The initiative began inside the Institution’s Internal Auditing Unit. With the aim to help management by providing useful information to the decision-making process, the internal audit in the 30 Institutions’ affiliates started to meet in videoconferences. They did so with the initial intention of identifying the proper methodology. Due to its nonexistence, the auditors had to create a legal mark for public auditing works inside the government’s health institutions. Soon, the initiative was accepted by the managers who had never had active internal auditing units and therefore needed information on the source and evolution of their problems so that they could actively correct it, before being held accountable by regulating and inspecting institutions. In order to the work be successful and reach a minimum rate of reliability of 95%, with an up to 3,5% variation in the answers, the biggest possible number of collaborators had to participate.

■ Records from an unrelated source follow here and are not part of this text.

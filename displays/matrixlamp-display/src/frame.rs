//! Frame buffer
//!
//! A fixed 16x16 grid of pixel intensities. Writes addressed outside the
//! grid are dropped, never reported: a plugin with an off-by-one in its
//! drawing code must not be able to take the lamp down.

/// Number of pixel rows on the panel
pub const PANEL_ROWS: usize = 16;

/// Number of pixel columns on the panel
pub const PANEL_COLS: usize = 16;

/// Total number of pixels
pub const PIXEL_COUNT: usize = PANEL_ROWS * PANEL_COLS;

/// Intensity of an unlit pixel
pub const PIXEL_OFF: u8 = 0;

/// Intensity of a fully lit pixel
pub const PIXEL_ON: u8 = 255;

/// Pixel frame buffer
#[derive(Debug, Clone, PartialEq, Eq)]
pub struct Frame {
    pixels: [[u8; PANEL_COLS]; PANEL_ROWS],
}

impl Default for Frame {
    fn default() -> Self {
        Self::new()
    }
}

impl Frame {
    /// Create a blank frame
    pub const fn new() -> Self {
        Self {
            pixels: [[PIXEL_OFF; PANEL_COLS]; PANEL_ROWS],
        }
    }

    /// Turn every pixel off
    pub fn clear(&mut self) {
        self.fill(PIXEL_OFF);
    }

    /// Set every pixel to the same intensity
    pub fn fill(&mut self, value: u8) {
        for row in &mut self.pixels {
            row.fill(value);
        }
    }

    /// Set a pixel
    ///
    /// Returns `false` (and writes nothing) if the coordinates are outside
    /// the panel. Signed coordinates let games compute positions that
    /// wander off-screen without pre-clamping.
    pub fn set(&mut self, row: i16, col: i16, value: u8) -> bool {
        match Self::index(row, col) {
            Some((r, c)) => {
                self.pixels[r][c] = value;
                true
            }
            None => false,
        }
    }

    /// Read a pixel, `PIXEL_OFF` outside the panel
    pub fn get(&self, row: i16, col: i16) -> u8 {
        Self::index(row, col)
            .map(|(r, c)| self.pixels[r][c])
            .unwrap_or(PIXEL_OFF)
    }

    /// Check whether a pixel is lit at all
    pub fn is_lit(&self, row: i16, col: i16) -> bool {
        self.get(row, col) != PIXEL_OFF
    }

    /// Dim every pixel by `amount`, saturating at off
    pub fn fade(&mut self, amount: u8) {
        for row in &mut self.pixels {
            for px in row.iter_mut() {
                *px = px.saturating_sub(amount);
            }
        }
    }

    /// Overwrite this frame with another
    pub fn copy_from(&mut self, other: &Frame) {
        self.pixels = other.pixels;
    }

    /// Iterate rows top to bottom
    pub fn rows(&self) -> impl Iterator<Item = &[u8; PANEL_COLS]> {
        self.pixels.iter()
    }

    /// Check if every pixel is off
    pub fn is_blank(&self) -> bool {
        self.pixels
            .iter()
            .all(|row| row.iter().all(|&px| px == PIXEL_OFF))
    }

    /// Count pixels at or above `threshold`
    pub fn lit_count(&self, threshold: u8) -> usize {
        self.pixels
            .iter()
            .flat_map(|row| row.iter())
            .filter(|&&px| px >= threshold && px != PIXEL_OFF)
            .count()
    }

    fn index(row: i16, col: i16) -> Option<(usize, usize)> {
        if row < 0 || col < 0 {
            return None;
        }
        let (r, c) = (row as usize, col as usize);
        if r < PANEL_ROWS && c < PANEL_COLS {
            Some((r, c))
        } else {
            None
        }
    }
}

#[cfg(feature = "defmt")]
impl defmt::Format for Frame {
    fn format(&self, f: defmt::Formatter) {
        defmt::write!(f, "Frame[lit={}]", self.lit_count(1));
    }
}

#[cfg(test)]
mod tests {
    use super::*;
    use proptest::prelude::*;

    #[test]
    fn test_new_frame_is_blank() {
        let frame = Frame::new();
        assert!(frame.is_blank());
        assert_eq!(frame.lit_count(1), 0);
    }

    #[test]
    fn test_set_and_get() {
        let mut frame = Frame::new();
        assert!(frame.set(3, 7, 200));
        assert_eq!(frame.get(3, 7), 200);
        assert!(frame.is_lit(3, 7));
        assert!(!frame.is_lit(7, 3));
    }

    #[test]
    fn test_out_of_range_is_dropped() {
        let mut frame = Frame::new();
        assert!(!frame.set(-1, 0, PIXEL_ON));
        assert!(!frame.set(0, 16, PIXEL_ON));
        assert!(!frame.set(16, 16, PIXEL_ON));
        assert!(frame.is_blank());
        assert_eq!(frame.get(-5, 100), PIXEL_OFF);
    }

    #[test]
    fn test_fade_saturates() {
        let mut frame = Frame::new();
        frame.set(0, 0, 10);
        frame.set(0, 1, 100);
        frame.fade(40);
        assert_eq!(frame.get(0, 0), 0);
        assert_eq!(frame.get(0, 1), 60);
    }

    #[test]
    fn test_fill_and_clear() {
        let mut frame = Frame::new();
        frame.fill(PIXEL_ON);
        assert_eq!(frame.lit_count(1), PIXEL_COUNT);
        frame.clear();
        assert!(frame.is_blank());
    }

    #[test]
    fn test_lit_count_threshold() {
        let mut frame = Frame::new();
        frame.set(0, 0, 50);
        frame.set(1, 1, 200);
        assert_eq!(frame.lit_count(1), 2);
        assert_eq!(frame.lit_count(128), 1);
    }

    proptest! {
        #[test]
        fn prop_writes_never_panic(row in any::<i16>(), col in any::<i16>(), value in any::<u8>()) {
            let mut frame = Frame::new();
            let written = frame.set(row, col, value);
            let inside = (0..PANEL_ROWS as i16).contains(&row) && (0..PANEL_COLS as i16).contains(&col);
            prop_assert_eq!(written, inside);
            if !inside {
                prop_assert!(frame.is_blank());
            }
        }
    }
}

Currently, this number adds up to 45% each institution’s staff, a total of 12 thousand employees with identified and active participation, including: doctors, managers, health professionals and contracted companies of all levels (catering, cleaning services, etc.) students of several health areas, teachers and patients. This numbers increases as each new hospital implements its own project. Presently, there are 25 hospitals across the country with projects in progress. We expect that in the first trimester of 2017 5 more hospitals begin the project, which means added 3 to 4 thousand active participation/ opinions on operational areas, operation and assistance to low-income population. As those responsible for the institution become actively involved, a larger number of people acknowledge the problem and feel themselves part of the solution proposals.

 8. What were the most successful outputs and why was the initiative effective?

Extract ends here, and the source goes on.